Rahab

Toi qui étais la honte de ta famille, la pauvre perdue, la trainée,
Tu es allée les chercher, chacun, un à un, les trainer,
Jusque sous ton toit, dans ta maison, la maison de la prostitution,
Jusque sur ton rempart, pour les mettre à l’abri de la destruction.

Toi qui, dans ces clients ordinaires, vite reconnus tes ennemis,
Et de ces ennemis extraordinaires vites décidas de faire partie ;
Toi à qui jamais personne n’avait montré un quelconque honneur,
Ajouter la traitrise à tes vices ne te faisait pas peur.

Ces hommes de la ville qui te fuyaient le jour et te rejoignaient la nuit,
Leurs familles, leurs maisons, leurs amis, tous allaient être détruits.
Toi, tu le savais, le terrible Dieu des israélites l’avait dit,
Mais toi et ta famille vous échapperiez à ce sanglant édit.

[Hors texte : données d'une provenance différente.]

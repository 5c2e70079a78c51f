//! Staleness scanning for mark and unassign candidates.

use std::sync::Arc;

use anyhow::{Context, Result};
use chrono::{DateTime, Duration, Utc};
use tracing::{debug, trace};

use super::budget::MAX_ACTIONS_PER_RUN;
use super::labels::NO_RESPONSE_LABEL;
use super::RepositoryContext;
use crate::platform::traits::{
    Issue, IssueHost, IssueQuery, IssueState, SortDirection, SortKey, TargetKind,
};

/// Queries and filters issues by staleness.
pub struct InactivityScanner {
    host: Arc<dyn IssueHost>,
}

impl InactivityScanner {
    /// Create a new scanner over the given host.
    #[must_use]
    pub fn new(host: Arc<dyn IssueHost>) -> Self {
        Self { host }
    }

    /// Open, unlocked, assigned, non-pull-request issues without the
    /// sentinel label whose last activity is older than the mark threshold.
    ///
    /// Results are ordered oldest-activity-first so budget truncation is
    /// deterministic.
    ///
    /// # Errors
    ///
    /// Returns an error when the mark threshold is not configured, before any
    /// query is issued, or when the listing fails.
    pub async fn find_mark_candidates(&self, ctx: &RepositoryContext) -> Result<Vec<Issue>> {
        let days = ctx
            .config
            .days_until_no_response
            .context("DAYS_UNTIL_NO_RESPONSE is not configured")?;

        let mut exclude_labels = vec![NO_RESPONSE_LABEL.to_string()];
        exclude_labels.extend(ctx.config.exempt_labels.iter().cloned());

        let query = IssueQuery {
            kind: TargetKind::Issue,
            state: IssueState::Open,
            locked: Some(false),
            assigned: Some(true),
            labels: Vec::new(),
            exclude_labels,
            updated_before: Some(since(days)),
            sort: SortKey::Updated,
            direction: SortDirection::Ascending,
            per_page: MAX_ACTIONS_PER_RUN as u8,
        };

        let mut issues = self
            .host
            .list_issues(&ctx.owner, &ctx.repo, &query)
            .await
            .context("failed to list mark candidates")?;
        sort_oldest_first(&mut issues);

        debug!(
            owner = %ctx.owner,
            repo = %ctx.repo,
            count = issues.len(),
            "found mark candidates"
        );
        Ok(issues)
    }

    /// Open, unlocked issues carrying the sentinel label whose last activity
    /// is older than the unassign threshold.
    ///
    /// Returns an empty set without querying when the unassign threshold is
    /// not configured.
    ///
    /// # Errors
    ///
    /// Returns an error when the listing fails.
    pub async fn find_unassign_candidates(&self, ctx: &RepositoryContext) -> Result<Vec<Issue>> {
        let Some(days) = ctx.config.days_until_unassign else {
            trace!(
                owner = %ctx.owner,
                repo = %ctx.repo,
                "configured to leave flagged issues assigned"
            );
            return Ok(Vec::new());
        };

        let query = IssueQuery {
            kind: TargetKind::Issue,
            state: IssueState::Open,
            locked: Some(false),
            assigned: None,
            labels: vec![NO_RESPONSE_LABEL.to_string()],
            exclude_labels: Vec::new(),
            updated_before: Some(since(days)),
            sort: SortKey::Updated,
            direction: SortDirection::Ascending,
            per_page: MAX_ACTIONS_PER_RUN as u8,
        };

        let mut issues = self
            .host
            .list_issues(&ctx.owner, &ctx.repo, &query)
            .await
            .context("failed to list unassign candidates")?;
        sort_oldest_first(&mut issues);

        debug!(
            owner = %ctx.owner,
            repo = %ctx.repo,
            count = issues.len(),
            "found unassign candidates"
        );
        Ok(issues)
    }
}

/// Staleness cutoff: `days` days before now, clamped at the Unix epoch.
///
/// The platform rejects pre-epoch timestamps in listing queries. Fractional
/// day values are permitted.
#[must_use]
pub fn since(days: f64) -> DateTime<Utc> {
    #[allow(clippy::cast_possible_truncation)]
    let ttl_ms = (days * 86_400_000_f64) as i64;
    let cutoff = Utc::now()
        .checked_sub_signed(Duration::milliseconds(ttl_ms))
        .unwrap_or(DateTime::UNIX_EPOCH);
    cutoff.max(DateTime::UNIX_EPOCH)
}

/// Order oldest activity first, ties broken by issue number ascending.
fn sort_oldest_first(issues: &mut [Issue]) {
    issues.sort_by_key(|issue| (issue.updated_at, issue.number));
}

Alors tu accueillis ces deux hommes, ces espions, tu les cachas même,
Après tout, tu le savais, n’est-ce pas ?, on récolte ce que l’on sème,
Tu choisis de sauver leur vie, par la fenêtre tu les fis descendre,
Mais avant, ils avaient promis que tu te relèverais des cendres.

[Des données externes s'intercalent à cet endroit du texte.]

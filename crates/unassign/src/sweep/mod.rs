//! Mark-and-sweep lifecycle engine.
//!
//! One sweep per repository per tick: flag assigned issues that have gone
//! quiet, then clear the assignee of issues that stayed quiet after being
//! flagged. Both phases run sequentially over one shared action budget.

pub mod actions;
pub mod budget;
pub mod labels;
pub mod scanner;

use std::sync::Arc;

use anyhow::{Context, Result};
use serde::Serialize;
use tracing::{info, warn};

use crate::config::Config;
use crate::platform::traits::{Issue, IssueHost};
use self::actions::ActionExecutor;
use self::budget::RunBudget;
use self::labels::SentinelLabelAdmin;
use self::scanner::InactivityScanner;

/// Immutable per-sweep value: repository coordinates plus a configuration
/// snapshot. Constructed once per invocation and threaded explicitly.
#[derive(Clone)]
pub struct RepositoryContext {
    /// Repository owner.
    pub owner: String,
    /// Repository name.
    pub repo: String,
    /// Configuration snapshot for this sweep.
    pub config: Config,
}

impl RepositoryContext {
    /// Create a new context.
    #[must_use]
    pub fn new(owner: &str, repo: &str, config: Config) -> Self {
        Self {
            owner: owner.to_string(),
            repo: repo.to_string(),
            config,
        }
    }

    /// Get the full repository path (owner/repo).
    #[must_use]
    pub fn full_name(&self) -> String {
        format!("{}/{}", self.owner, self.repo)
    }
}

/// Outcome of one sweep.
#[derive(Debug, Clone, Default, Serialize)]
pub struct SweepSummary {
    /// Issues marked (or, in dry-run, that would have been marked).
    pub marked: u32,
    /// Issues unassigned (or that would have been).
    pub unassigned: u32,
    /// Candidates skipped because they no longer satisfied preconditions.
    pub skipped: u32,
    /// Candidates whose action failed.
    pub errors: u32,
    /// Candidates left for the next tick after the budget ran out.
    pub deferred: u32,
}

/// Orchestrates one sweep: scan, filter, act.
pub struct LifecycleEngine {
    label_admin: SentinelLabelAdmin,
    scanner: InactivityScanner,
    executor: ActionExecutor,
}

impl LifecycleEngine {
    /// Create a new engine over the given host.
    #[must_use]
    pub fn new(host: Arc<dyn IssueHost>) -> Self {
        Self {
            label_admin: SentinelLabelAdmin::new(host.clone()),
            scanner: InactivityScanner::new(host.clone()),
            executor: ActionExecutor::new(host),
        }
    }

    /// Run one mark-then-unassign sweep over a repository.
    ///
    /// The mark phase and the unassign phase draw from one shared budget and
    /// run sequentially, so the per-sweep action ceiling is exact. A listing
    /// failure aborts only its phase; a single issue's failure never aborts
    /// the run.
    ///
    /// # Errors
    ///
    /// Returns an error when the mark threshold is not configured or when
    /// sentinel-label existence cannot be established.
    pub async fn sweep(&self, ctx: &RepositoryContext) -> Result<SweepSummary> {
        info!(
            owner = %ctx.owner,
            repo = %ctx.repo,
            perform = ctx.config.perform,
            "starting mark and sweep"
        );

        ctx.config
            .days_until_no_response
            .context("DAYS_UNTIL_NO_RESPONSE is not configured")?;

        self.label_admin
            .ensure_exists(ctx)
            .await
            .context("failed to ensure sentinel label exists")?;

        let mut budget = RunBudget::new();
        let mut summary = SweepSummary::default();

        match self.scanner.find_mark_candidates(ctx).await {
            Ok(candidates) => {
                self.run_phase(ctx, &candidates, Phase::Mark, &mut budget, &mut summary)
                    .await;
            }
            Err(e) => {
                warn!(
                    owner = %ctx.owner,
                    repo = %ctx.repo,
                    error = %e,
                    "mark phase listing failed; skipping phase"
                );
            }
        }

        match self.scanner.find_unassign_candidates(ctx).await {
            Ok(candidates) => {
                self.run_phase(ctx, &candidates, Phase::Unassign, &mut budget, &mut summary)
                    .await;
            }
            Err(e) => {
                warn!(
                    owner = %ctx.owner,
                    repo = %ctx.repo,
                    error = %e,
                    "unassign phase listing failed; skipping phase"
                );
            }
        }

        info!(
            owner = %ctx.owner,
            repo = %ctx.repo,
            marked = summary.marked,
            unassigned = summary.unassigned,
            skipped = summary.skipped,
            errors = summary.errors,
            deferred = summary.deferred,
            budget_remaining = budget.remaining(),
            "mark and sweep complete"
        );
        Ok(summary)
    }

    /// Drive one phase over its candidates under the shared budget.
    async fn run_phase(
        &self,
        ctx: &RepositoryContext,
        candidates: &[Issue],
        phase: Phase,
        budget: &mut RunBudget,
        summary: &mut SweepSummary,
    ) {
        for (position, issue) in candidates.iter().enumerate() {
            if !budget.reserve() {
                let deferred = u32::try_from(candidates.len() - position).unwrap_or(u32::MAX);
                summary.deferred += deferred;
                info!(
                    owner = %ctx.owner,
                    repo = %ctx.repo,
                    deferred = deferred,
                    "action budget exhausted; deferring remaining candidates to the next tick"
                );
                return;
            }

            let outcome = match phase {
                Phase::Mark => self.executor.mark(ctx, issue).await,
                Phase::Unassign => self.executor.unassign(ctx, issue).await,
            };

            match outcome {
                Ok(true) => match phase {
                    Phase::Mark => summary.marked += 1,
                    Phase::Unassign => summary.unassigned += 1,
                },
                Ok(false) => summary.skipped += 1,
                Err(e) => {
                    warn!(
                        owner = %ctx.owner,
                        repo = %ctx.repo,
                        number = issue.number,
                        error = %e,
                        "action failed; continuing with next candidate"
                    );
                    summary.errors += 1;
                }
            }
        }
    }
}

/// The two sequential phases of a sweep.
#[derive(Clone, Copy)]
enum Phase {
    Mark,
    Unassign,
}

Quel courage, quelle confiance il t’a fallu voyant Israël tourner,
Jour après jour autour de la muraille sans jamais l’attaquer,
Pour supporter les remarques de ton père qui ne pouvait plus attendre,
Pour retenir tes frères qui parmi les moqueurs voulaient descendre.

Quelle confiance ! mais aussi quelle récompense quand tu as pu voir
Ta famille, incrédule, soudain silencieuse, regarder les murailles choir
Et Israël détruire votre fière cité. Dieu leur donnait la victoire,
Tu l’avais cru et maintenant, ta famille et toi lui rendiez toute la gloire.

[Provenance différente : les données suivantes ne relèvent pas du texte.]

//! HTTP server for GitHub webhooks.

use std::sync::Arc;

use axum::{
    body::Bytes,
    extract::State,
    http::{HeaderMap, StatusCode},
    response::Json,
    routing::{get, post},
    Router,
};
use hmac::{Hmac, Mac};
use serde_json::{json, Value};
use sha2::Sha256;
use subtle::ConstantTimeEq;
use tower_http::trace::TraceLayer;
use tracing::{debug, error, info, warn};

use crate::config::Config;
use crate::events::{ActivityEvent, EventReactor};

type HmacSha256 = Hmac<Sha256>;

/// Shared application state.
#[derive(Clone)]
pub struct AppState {
    /// Configuration.
    pub config: Config,
    /// Activity event reactor.
    pub reactor: Arc<EventReactor>,
}

/// Build the HTTP router for the unassign service.
pub fn build_router(state: AppState) -> Router {
    Router::new()
        .route("/webhooks/github", post(github_webhook_handler))
        .route("/health", get(health_check))
        .route("/ready", get(readiness_check))
        .layer(TraceLayer::new_for_http())
        .with_state(state)
}

/// Handle a GitHub webhook delivery.
async fn github_webhook_handler(
    State(state): State<AppState>,
    headers: HeaderMap,
    body: Bytes,
) -> Result<Json<Value>, StatusCode> {
    let event_type = headers
        .get("X-GitHub-Event")
        .and_then(|v| v.to_str().ok())
        .unwrap_or("unknown");

    let delivery_id = headers
        .get("X-GitHub-Delivery")
        .and_then(|v| v.to_str().ok())
        .unwrap_or("unknown");

    info!(
        event_type = %event_type,
        delivery_id = %delivery_id,
        "Received GitHub webhook"
    );

    if let Some(secret) = &state.config.webhook_secret {
        let signature = headers
            .get("X-Hub-Signature-256")
            .and_then(|v| v.to_str().ok())
            .unwrap_or("");

        if !verify_webhook_signature(&body, signature, secret) {
            warn!(delivery_id = %delivery_id, "webhook signature verification failed");
            return Err(StatusCode::UNAUTHORIZED);
        }
    }

    if event_type != "issues" && event_type != "issue_comment" {
        debug!(event_type = %event_type, "Ignoring unhandled event type");
        return Ok(Json(json!({
            "status": "ignored",
            "reason": "unhandled_event_type"
        })));
    }

    let event: ActivityEvent = serde_json::from_slice(&body).map_err(|e| {
        error!(error = %e, "Failed to parse GitHub webhook payload");
        StatusCode::BAD_REQUEST
    })?;

    if let Err(e) = state.reactor.on_activity(&event).await {
        error!(
            delivery_id = %delivery_id,
            error = %e,
            "Failed to process activity event"
        );
        return Err(StatusCode::INTERNAL_SERVER_ERROR);
    }

    Ok(Json(json!({"status": "ok"})))
}

/// Verify a GitHub webhook signature using HMAC-SHA256.
///
/// # Arguments
/// * `body` - Raw webhook body bytes
/// * `signature` - `sha256=<hex>` value from the `X-Hub-Signature-256` header
/// * `secret` - Webhook signing secret
///
/// # Returns
/// `true` if the signature is valid, `false` otherwise
#[must_use]
pub fn verify_webhook_signature(body: &[u8], signature: &str, secret: &str) -> bool {
    let Some(hex_signature) = signature.strip_prefix("sha256=") else {
        return false;
    };

    let Ok(signature_bytes) = hex::decode(hex_signature) else {
        return false;
    };

    let Ok(mut mac) = HmacSha256::new_from_slice(secret.as_bytes()) else {
        return false;
    };
    mac.update(body);
    let computed = mac.finalize().into_bytes();

    // Constant-time comparison to prevent timing attacks
    computed.as_slice().ct_eq(&signature_bytes).into()
}

/// Health check endpoint.
async fn health_check() -> Json<Value> {
    Json(json!({"status": "healthy"}))
}

/// Readiness check endpoint.
async fn readiness_check(State(state): State<AppState>) -> Result<Json<Value>, StatusCode> {
    if state.config.github_token.is_none() {
        return Err(StatusCode::SERVICE_UNAVAILABLE);
    }
    Ok(Json(json!({"status": "ready"})))
}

Au milieu de la poussière, du massacre, de la violence, de l’incendie,
Il y avait un pan de mur debout, une maison, une famille et toi qui dit :
« A genoux, père, mère, frères, soeurs ! A genoux devant le Dieu Tout-puissant,
Le Dieu qui a donné notre pays mais qui nous fut compatissant ».

Rejoignant les vainqueurs, ton nouveau peuple, Israël, tu changeas de vie,
Tu ne serais plus la vile prostituée, tu te trouvas un mari,
Parmi les fils de Jacob, tu pouvais à nouveau aimer et être aimée,
Rapidement, sommet de la bonté du Seigneur, tu pus enfanter.

Et ce petit garçon, fruit de ta confiance et de ton courage,
Ce beau jeune homme qui grandissait en force et en âge,
Fera de toi l’ancêtre de David, d’Israël le grand roi,
Mais aussi d’un menuisier, Joseph, père du Roi des rois.